• _What you have to do_: Select the lines of the records containing the word "SessionController" and list them.
+++ Provided entries
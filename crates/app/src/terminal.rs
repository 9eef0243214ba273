//! Line-oriented front-end over stdin/stdout.
//!
//! Plain lines are sent as user turns and slash commands drive the rest of the session.
//! Replies stream to stdout; status, progress and errors go to stderr.

use std::io::Write;
use std::path::PathBuf;

use chrono::Utc;
use hearth_llm::{CUSTOM_MODEL_ID, builtin_models};
use parking_lot::Mutex;
use snafu::{ResultExt, Snafu};
use tokio::io::{AsyncBufReadExt, BufReader};
use tokio_util::task::TaskTracker;

use crate::chat::{LifecycleState, Message, SessionController, SessionObserver};
use crate::error::SessionError;
use crate::settings::Settings;
use crate::transcript::suggested_file_name;

const HELP: &str = "\
commands:
  /load              load the selected model
  /models            list built-in models
  /model <id>        select a built-in model
  /custom <id>       select a custom model identifier
  /system <text>     set the system prompt
  /temp <0..2>       set the temperature
  /max <n>           set the max tokens per reply
  /concise           toggle concise mode
  /theme             toggle the theme
  /regen             regenerate the last reply
  /stop              stop the running reply
  /clear             start a new chat
  /export [path]     write the conversation to a file
  /import <path>     replace the conversation from a file
  /quit              exit";

#[derive(Debug, Snafu)]
#[snafu(visibility(pub(crate)))]
pub enum TerminalError {
    #[snafu(display("failed to read from stdin on `{stage}`: {source}"))]
    ReadStdin {
        stage: &'static str,
        source: std::io::Error,
    },
}

#[derive(Debug, Clone, PartialEq, Eq, Snafu)]
pub enum CommandError {
    #[snafu(display("unknown command `/{name}`, try /help"))]
    UnknownCommand { stage: &'static str, name: String },
    #[snafu(display("`/{command}` needs an argument"))]
    MissingArgument {
        stage: &'static str,
        command: &'static str,
    },
    #[snafu(display("`/{command}` expects a number, got `{value}`"))]
    InvalidNumber {
        stage: &'static str,
        command: &'static str,
        value: String,
    },
}

#[derive(Debug, Clone, PartialEq)]
pub enum Command {
    Submit(String),
    Load,
    Models,
    Model(String),
    Custom(String),
    System(String),
    Temperature(f64),
    MaxTokens(u64),
    Concise,
    Theme,
    Regenerate,
    Stop,
    Clear,
    Export(Option<PathBuf>),
    Import(PathBuf),
    Help,
    Quit,
}

impl Command {
    /// Parses one input line. Blank lines yield `None`.
    pub fn parse(line: &str) -> Result<Option<Self>, CommandError> {
        let line = line.trim();
        if line.is_empty() {
            return Ok(None);
        }
        let Some(rest) = line.strip_prefix('/') else {
            return Ok(Some(Self::Submit(line.to_string())));
        };

        let (name, argument) = match rest.split_once(char::is_whitespace) {
            Some((name, argument)) => (name, argument.trim()),
            None => (rest, ""),
        };

        let command = match name {
            "load" => Self::Load,
            "models" => Self::Models,
            "model" => Self::Model(required(argument, "model")?),
            "custom" => Self::Custom(required(argument, "custom")?),
            "system" => Self::System(argument.to_string()),
            "temp" => Self::Temperature(number(argument, "temp")?),
            "max" => Self::MaxTokens(number(argument, "max")?),
            "concise" => Self::Concise,
            "theme" => Self::Theme,
            "regen" => Self::Regenerate,
            "stop" => Self::Stop,
            "clear" | "new" => Self::Clear,
            "export" => Self::Export((!argument.is_empty()).then(|| PathBuf::from(argument))),
            "import" => Self::Import(PathBuf::from(required(argument, "import")?)),
            "help" | "?" => Self::Help,
            "quit" | "exit" => Self::Quit,
            _ => {
                return UnknownCommandSnafu {
                    stage: "parse-command",
                    name,
                }
                .fail();
            }
        };
        Ok(Some(command))
    }
}

fn required(argument: &str, command: &'static str) -> Result<String, CommandError> {
    if argument.is_empty() {
        return MissingArgumentSnafu {
            stage: "parse-command-argument",
            command,
        }
        .fail();
    }
    Ok(argument.to_string())
}

fn number<T: std::str::FromStr>(argument: &str, command: &'static str) -> Result<T, CommandError> {
    let argument = required(argument, command)?;
    argument.parse::<T>().ok().ok_or_else(|| {
        InvalidNumberSnafu {
            stage: "parse-command-number",
            command,
            value: argument.clone(),
        }
        .build()
    })
}

/// Reads commands until `/quit` or end of input.
pub async fn run(controller: SessionController) -> Result<(), TerminalError> {
    print_history(&controller.messages());
    eprintln!(
        "model: {} (not loaded, use /load). /help lists commands.",
        controller.settings().model_label()
    );

    let tasks = TaskTracker::new();
    let mut lines = BufReader::new(tokio::io::stdin()).lines();
    let read = loop {
        let line = match lines.next_line().await {
            Ok(Some(line)) => line,
            Ok(None) => break Ok(()),
            Err(source) => {
                break Err::<(), _>(source).context(ReadStdinSnafu {
                    stage: "read-command-line",
                });
            }
        };
        match Command::parse(&line) {
            Ok(None) => {}
            Ok(Some(Command::Quit)) => break Ok(()),
            Ok(Some(command)) => dispatch(&controller, command, &tasks),
            Err(error) => eprintln!("{error}"),
        }
    };

    shutdown(&controller, &tasks).await;
    read
}

/// Stops a running reply and waits for every spawned command to settle.
async fn shutdown(controller: &SessionController, tasks: &TaskTracker) {
    if controller.stop() {
        tracing::info!("stopped the running reply on exit");
    }
    tasks.close();
    tasks.wait().await;
}

fn dispatch(controller: &SessionController, command: Command, tasks: &TaskTracker) {
    match command {
        Command::Submit(text) => {
            let controller = controller.clone();
            tasks.spawn(async move {
                let state = controller.lifecycle_state();
                if controller.submit(&text).await.is_none() {
                    eprintln!("message not sent while {state}; use /load first");
                }
            });
        }
        Command::Load => {
            let controller = controller.clone();
            tasks.spawn(async move {
                if let Err(error @ SessionError::Busy { .. }) = controller.load_model().await {
                    eprintln!("{error}");
                }
            });
        }
        Command::Regenerate => {
            let controller = controller.clone();
            tasks.spawn(async move {
                if controller.regenerate().await.is_none() {
                    eprintln!("nothing to regenerate");
                }
            });
        }
        Command::Models => {
            let selected = controller.settings().model_id.clone();
            for model in builtin_models() {
                let marker = if model.id == selected { '*' } else { ' ' };
                let description = model.description.as_deref().unwrap_or_default();
                println!("{marker} {:<40} {:<24} {description}", model.id, model.name);
            }
        }
        Command::Model(model_id) => {
            controller.update_settings(|settings| settings.model_id = model_id);
        }
        Command::Custom(model_id) => {
            controller.update_settings(|settings| {
                settings.model_id = CUSTOM_MODEL_ID.to_string();
                settings.custom_model_id = model_id;
            });
        }
        Command::System(prompt) => {
            controller.update_settings(|settings| settings.system_prompt = prompt);
        }
        Command::Temperature(temperature) => {
            controller.update_settings(|settings| settings.temperature = temperature);
        }
        Command::MaxTokens(max_tokens) => {
            controller.update_settings(|settings| settings.max_tokens = max_tokens);
        }
        Command::Concise => {
            controller.update_settings(|settings| settings.concise_mode = !settings.concise_mode);
        }
        Command::Theme => {
            controller.toggle_theme();
        }
        Command::Stop => {
            if !controller.stop() {
                eprintln!("nothing is being generated");
            }
        }
        Command::Clear => {
            if !controller.clear() {
                eprintln!("cannot clear while a reply is being generated");
            }
        }
        Command::Export(path) => export(controller, path),
        Command::Import(path) => import(controller, path),
        Command::Help => println!("{HELP}"),
        Command::Quit => {}
    }
}

fn export(controller: &SessionController, path: Option<PathBuf>) {
    let path = path.unwrap_or_else(|| PathBuf::from(suggested_file_name(Utc::now())));
    let written = controller
        .export_json()
        .map_err(|error| error.to_string())
        .and_then(|json| std::fs::write(&path, json).map_err(|error| error.to_string()));
    match written {
        Ok(()) => eprintln!("exported to {}", path.display()),
        Err(error) => eprintln!("export failed: {error}"),
    }
}

fn import(controller: &SessionController, path: PathBuf) {
    let raw = match std::fs::read_to_string(&path) {
        Ok(raw) => raw,
        Err(error) => {
            eprintln!("cannot read {}: {error}", path.display());
            return;
        }
    };
    match controller.import_transcript(&raw) {
        Ok(count) => eprintln!("imported {count} messages from {}", path.display()),
        Err(error @ SessionError::Busy { .. }) => eprintln!("{error}"),
        // Already reported through the observer.
        Err(_) => {}
    }
}

fn print_history(messages: &[Message]) {
    for message in messages {
        println!("{}> {}", message.role, message.content);
    }
}

/// Prints streamed replies incrementally and session events to stderr.
#[derive(Default)]
pub struct TerminalObserver {
    // Bytes of the in-flight reply already written, while one is streaming.
    printed: Mutex<Option<usize>>,
}

impl TerminalObserver {
    pub fn new() -> Self {
        Self::default()
    }
}

impl SessionObserver for TerminalObserver {
    fn on_messages_changed(&self, messages: &[Message]) {
        let mut printed = self.printed.lock();
        let Some(last) = messages.last().filter(|last| last.is_assistant()) else {
            *printed = None;
            return;
        };

        let mut stdout = std::io::stdout().lock();
        match (*printed, last.is_streaming) {
            (None, true) => {
                let _ = write!(stdout, "assistant> {}", last.content);
                *printed = Some(last.content.len());
            }
            (Some(done), true) => {
                let _ = write!(stdout, "{}", last.content.get(done..).unwrap_or_default());
                *printed = Some(last.content.len());
            }
            (Some(done), false) => {
                let _ = writeln!(stdout, "{}", last.content.get(done..).unwrap_or_default());
                if last.has_image_request {
                    let _ = writeln!(stdout, "(image generation is not available; the reply describes it instead)");
                }
                *printed = None;
            }
            (None, false) => {}
        }
        let _ = stdout.flush();
    }

    fn on_status_changed(&self, state: LifecycleState, detail: Option<&str>) {
        match (state, detail) {
            (LifecycleState::Generating, _) => {}
            (state, Some(detail)) => eprintln!("[{state}] {detail}"),
            (state, None) => tracing::debug!(%state, "status changed"),
        }
    }

    fn on_progress(&self, fraction: f64) {
        eprintln!("[loading] {:>3.0}%", fraction.clamp(0.0, 1.0) * 100.0);
    }

    fn on_error(&self, message: &str) {
        eprintln!("error: {message}");
    }

    fn on_settings_changed(&self, settings: &Settings) {
        eprintln!(
            "[settings] model={} temperature={} max_tokens={} concise={} theme={:?}",
            settings.model_label(),
            settings.temperature,
            settings.max_tokens,
            settings.concise_mode,
            settings.theme
        );
    }
}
++++++
• _Written reply_:
use crate::chat::{LifecycleState, Message, SessionController, SessionObserver};
pub async fn run(controller: SessionController) -> Result<(), TerminalError> {
async fn shutdown(controller: &SessionController, tasks: &TaskTracker) {
fn dispatch(controller: &SessionController, command: Command, tasks: &TaskTracker) {
fn export(controller: &SessionController, path: Option<PathBuf>) {
fn import(controller: &SessionController, path: PathBuf) {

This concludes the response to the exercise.